* _Activity_:
The expected output is a verbatim reprint of the lines from the beginning of the data that follows through the line that contains "use crate::results::ResultRow;".

* _Records from a collection_:
---+---
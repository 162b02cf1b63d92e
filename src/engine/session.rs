use std::cell::RefCell;
use std::sync::{Arc, Mutex};
use std::thread;
use std::time::Duration;

use rusqlite::Connection;

use crate::error::TxnMiddlewareError;
use crate::executor::{collect_rows, first_count, for_each_row, run_statement, to_sqlite_values};
use crate::params::PreparedStatementDataProvider;
use crate::provider::SqliteOptions;
use crate::results::ResultRow;

const ROLLBACK_BUSY_RETRIES: &[Duration] = &[
    Duration::from_millis(10),
    Duration::from_millis(25),
    Duration::from_millis(50),
];

/// Transaction control of a persistence session.
pub trait Session {
    fn is_transaction_active(&self) -> bool;

    /// # Errors
    /// Returns `TxnMiddlewareError` if the transaction cannot be started.
    fn begin_transaction(&mut self) -> Result<(), TxnMiddlewareError>;

    /// # Errors
    /// Returns `TxnMiddlewareError` if committing fails or nothing is active.
    fn commit_transaction(&mut self) -> Result<(), TxnMiddlewareError>;

    /// # Errors
    /// Returns `TxnMiddlewareError` if rolling back fails or nothing is active.
    fn rollback_transaction(&mut self) -> Result<(), TxnMiddlewareError>;
}

/// A session shared between callers; the engine locks it per call.
pub type SharedSession<S> = Arc<Mutex<S>>;

thread_local! {
    static HELD_SESSIONS: RefCell<Vec<usize>> = const { RefCell::new(Vec::new()) };
}

/// Marks a shared session as locked by the current thread while a call runs
/// on it, so a nested call on the same thread can be refused instead of
/// waiting on a lock it already holds.
pub(crate) struct HeldSession {
    key: usize,
}

impl HeldSession {
    /// `None` if this thread already holds `session`.
    pub(crate) fn enter<S>(session: &SharedSession<S>) -> Option<Self> {
        let key = Arc::as_ptr(session).cast::<()>() as usize;
        HELD_SESSIONS.with_borrow_mut(|held| {
            if held.contains(&key) {
                None
            } else {
                held.push(key);
                Some(Self { key })
            }
        })
    }
}

impl Drop for HeldSession {
    fn drop(&mut self) {
        HELD_SESSIONS.with_borrow_mut(|held| {
            if let Some(pos) = held.iter().rposition(|k| *k == self.key) {
                held.swap_remove(pos);
            }
        });
    }
}

/// Yields the session a call should run against. Must always return one.
pub trait SessionProvider: Send + Sync {
    type Session: Session + Send;

    fn get_session(&self) -> SharedSession<Self::Session>;
}

/// Hands out the same session to every call, e.g. one session per request.
#[derive(Debug)]
pub struct FixedSessionProvider<S> {
    session: SharedSession<S>,
}

impl<S> FixedSessionProvider<S> {
    #[must_use]
    pub fn new(session: S) -> Self {
        Self {
            session: Arc::new(Mutex::new(session)),
        }
    }

    #[must_use]
    pub fn from_shared(session: SharedSession<S>) -> Self {
        Self { session }
    }

    #[must_use]
    pub fn session(&self) -> SharedSession<S> {
        Arc::clone(&self.session)
    }
}

impl<S> Clone for FixedSessionProvider<S> {
    fn clone(&self) -> Self {
        Self {
            session: Arc::clone(&self.session),
        }
    }
}

impl<S: Session + Send> SessionProvider for FixedSessionProvider<S> {
    type Session = S;

    fn get_session(&self) -> SharedSession<S> {
        Arc::clone(&self.session)
    }
}

/// A [`Session`] over one `SQLite` connection.
///
/// Beginning while a transaction is already active opens a savepoint, so an
/// inner unit of work that does not join the outer transaction commits or
/// rolls back on its own.
#[derive(Debug)]
pub struct SqliteSession {
    conn: Connection,
    savepoints: usize,
}

fn savepoint_name(depth: usize) -> String {
    format!("txn_middleware_sp_{depth}")
}

impl SqliteSession {
    #[must_use]
    pub fn new(conn: Connection) -> Self {
        Self {
            conn,
            savepoints: 0,
        }
    }

    /// Open a connection with `opts` and wrap it.
    ///
    /// # Errors
    /// Returns `TxnMiddlewareError` if the connection cannot be opened.
    pub fn open(opts: &SqliteOptions) -> Result<Self, TxnMiddlewareError> {
        opts.open().map(Self::new)
    }

    /// The underlying connection, for units of work that need the driver API.
    #[must_use]
    pub fn connection(&self) -> &Connection {
        &self.conn
    }

    #[must_use]
    pub fn into_connection(self) -> Connection {
        self.conn
    }

    /// Number of savepoints currently open above the outer transaction.
    #[must_use]
    pub fn savepoint_depth(&self) -> usize {
        self.savepoints
    }

    /// Run a statement and return the number of changed rows.
    ///
    /// # Errors
    /// Returns `TxnMiddlewareError` if the statement fails.
    pub fn execute<D>(&self, sql: &str, data: &D) -> Result<i64, TxnMiddlewareError>
    where
        D: PreparedStatementDataProvider + ?Sized,
    {
        tracing::debug!("session executing: {sql}");
        let params = to_sqlite_values(&data.ordered_values());
        run_statement(&self.conn, sql, &params).map(|outcome| outcome.updated_rows)
    }

    /// # Errors
    /// Returns `TxnMiddlewareError` if any statement of the batch fails.
    pub fn execute_batch(&self, sql: &str) -> Result<(), TxnMiddlewareError> {
        tracing::debug!("session executing batch: {sql}");
        self.conn.execute_batch(sql)?;
        Ok(())
    }

    /// # Errors
    /// Returns `TxnMiddlewareError` if the query fails.
    pub fn query_all<D>(&self, sql: &str, data: &D) -> Result<Vec<ResultRow>, TxnMiddlewareError>
    where
        D: PreparedStatementDataProvider + ?Sized,
    {
        tracing::debug!("session querying: {sql}");
        collect_rows(&self.conn, sql, &to_sqlite_values(&data.ordered_values()))
    }

    /// Call `on_row` for every row; the row is reused between calls.
    ///
    /// # Errors
    /// Returns `TxnMiddlewareError` if the query fails.
    pub fn query_all_with<D, F>(
        &self,
        sql: &str,
        data: &D,
        mut on_row: F,
    ) -> Result<usize, TxnMiddlewareError>
    where
        D: PreparedStatementDataProvider + ?Sized,
        F: FnMut(&ResultRow),
    {
        tracing::debug!("session querying: {sql}");
        let params = to_sqlite_values(&data.ordered_values());
        for_each_row(&self.conn, sql, &params, |row| {
            on_row(row);
            Ok(())
        })
    }

    /// First column of the first row as a count; NULL or no rows count as 0.
    ///
    /// # Errors
    /// Returns `TxnMiddlewareError` if the query fails or the value is not an
    /// integer.
    pub fn query_count<D>(&self, sql: &str, data: &D) -> Result<i64, TxnMiddlewareError>
    where
        D: PreparedStatementDataProvider + ?Sized,
    {
        tracing::debug!("session counting: {sql}");
        let params = to_sqlite_values(&data.ordered_values());
        Ok(first_count(&self.conn, sql, &params)?.unwrap_or(0))
    }

    fn rollback_with_busy_retries(&self) -> Result<(), TxnMiddlewareError> {
        for (idx, delay) in ROLLBACK_BUSY_RETRIES.iter().copied().enumerate() {
            match self.conn.execute_batch("ROLLBACK") {
                Ok(()) => return Ok(()),
                Err(rusqlite::Error::SqliteFailure(err, _))
                    if err.code == rusqlite::ErrorCode::DatabaseBusy
                        && idx + 1 < ROLLBACK_BUSY_RETRIES.len() =>
                {
                    thread::sleep(delay);
                }
                Err(err) => return Err(err.into()),
            }
        }
        Err(TxnMiddlewareError::TransactionError(
            "rollback retries exhausted".into(),
        ))
    }

    fn ensure_active(&mut self, action: &str) -> Result<(), TxnMiddlewareError> {
        if self.conn.is_autocommit() {
            self.savepoints = 0;
            return Err(TxnMiddlewareError::TransactionError(format!(
                "no active transaction to {action}"
            )));
        }
        Ok(())
    }
}

impl Session for SqliteSession {
    fn is_transaction_active(&self) -> bool {
        !self.conn.is_autocommit()
    }

    fn begin_transaction(&mut self) -> Result<(), TxnMiddlewareError> {
        if self.conn.is_autocommit() {
            self.savepoints = 0;
            self.conn.execute_batch("BEGIN")?;
        } else {
            let depth = self.savepoints + 1;
            self.conn
                .execute_batch(&format!("SAVEPOINT {}", savepoint_name(depth)))?;
            self.savepoints = depth;
        }
        Ok(())
    }

    fn commit_transaction(&mut self) -> Result<(), TxnMiddlewareError> {
        self.ensure_active("commit")?;
        if self.savepoints > 0 {
            self.conn
                .execute_batch(&format!("RELEASE {}", savepoint_name(self.savepoints)))?;
            self.savepoints -= 1;
        } else {
            self.conn.execute_batch("COMMIT")?;
        }
        Ok(())
    }

    fn rollback_transaction(&mut self) -> Result<(), TxnMiddlewareError> {
        self.ensure_active("roll back")?;
        if self.savepoints > 0 {
            let name = savepoint_name(self.savepoints);
            self.conn
                .execute_batch(&format!("ROLLBACK TO {name}; RELEASE {name};"))?;
            self.savepoints -= 1;
        } else {
            self.rollback_with_busy_retries()?;
        }
        Ok(())
    }
}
---+---
* _Written reply_:
repository 162b02cf1b63d92e
filename src/engine/session.rs
use std::cell::RefCell;
use std::sync::{Arc, Mutex};
use std::thread;
use std::time::Duration;

use rusqlite::Connection;

use crate::error::TxnMiddlewareError;
use crate::executor::{collect_rows, first_count, for_each_row, run_statement, to_sqlite_values};
use crate::params::PreparedStatementDataProvider;
use crate::provider::SqliteOptions;
use crate::results::ResultRow;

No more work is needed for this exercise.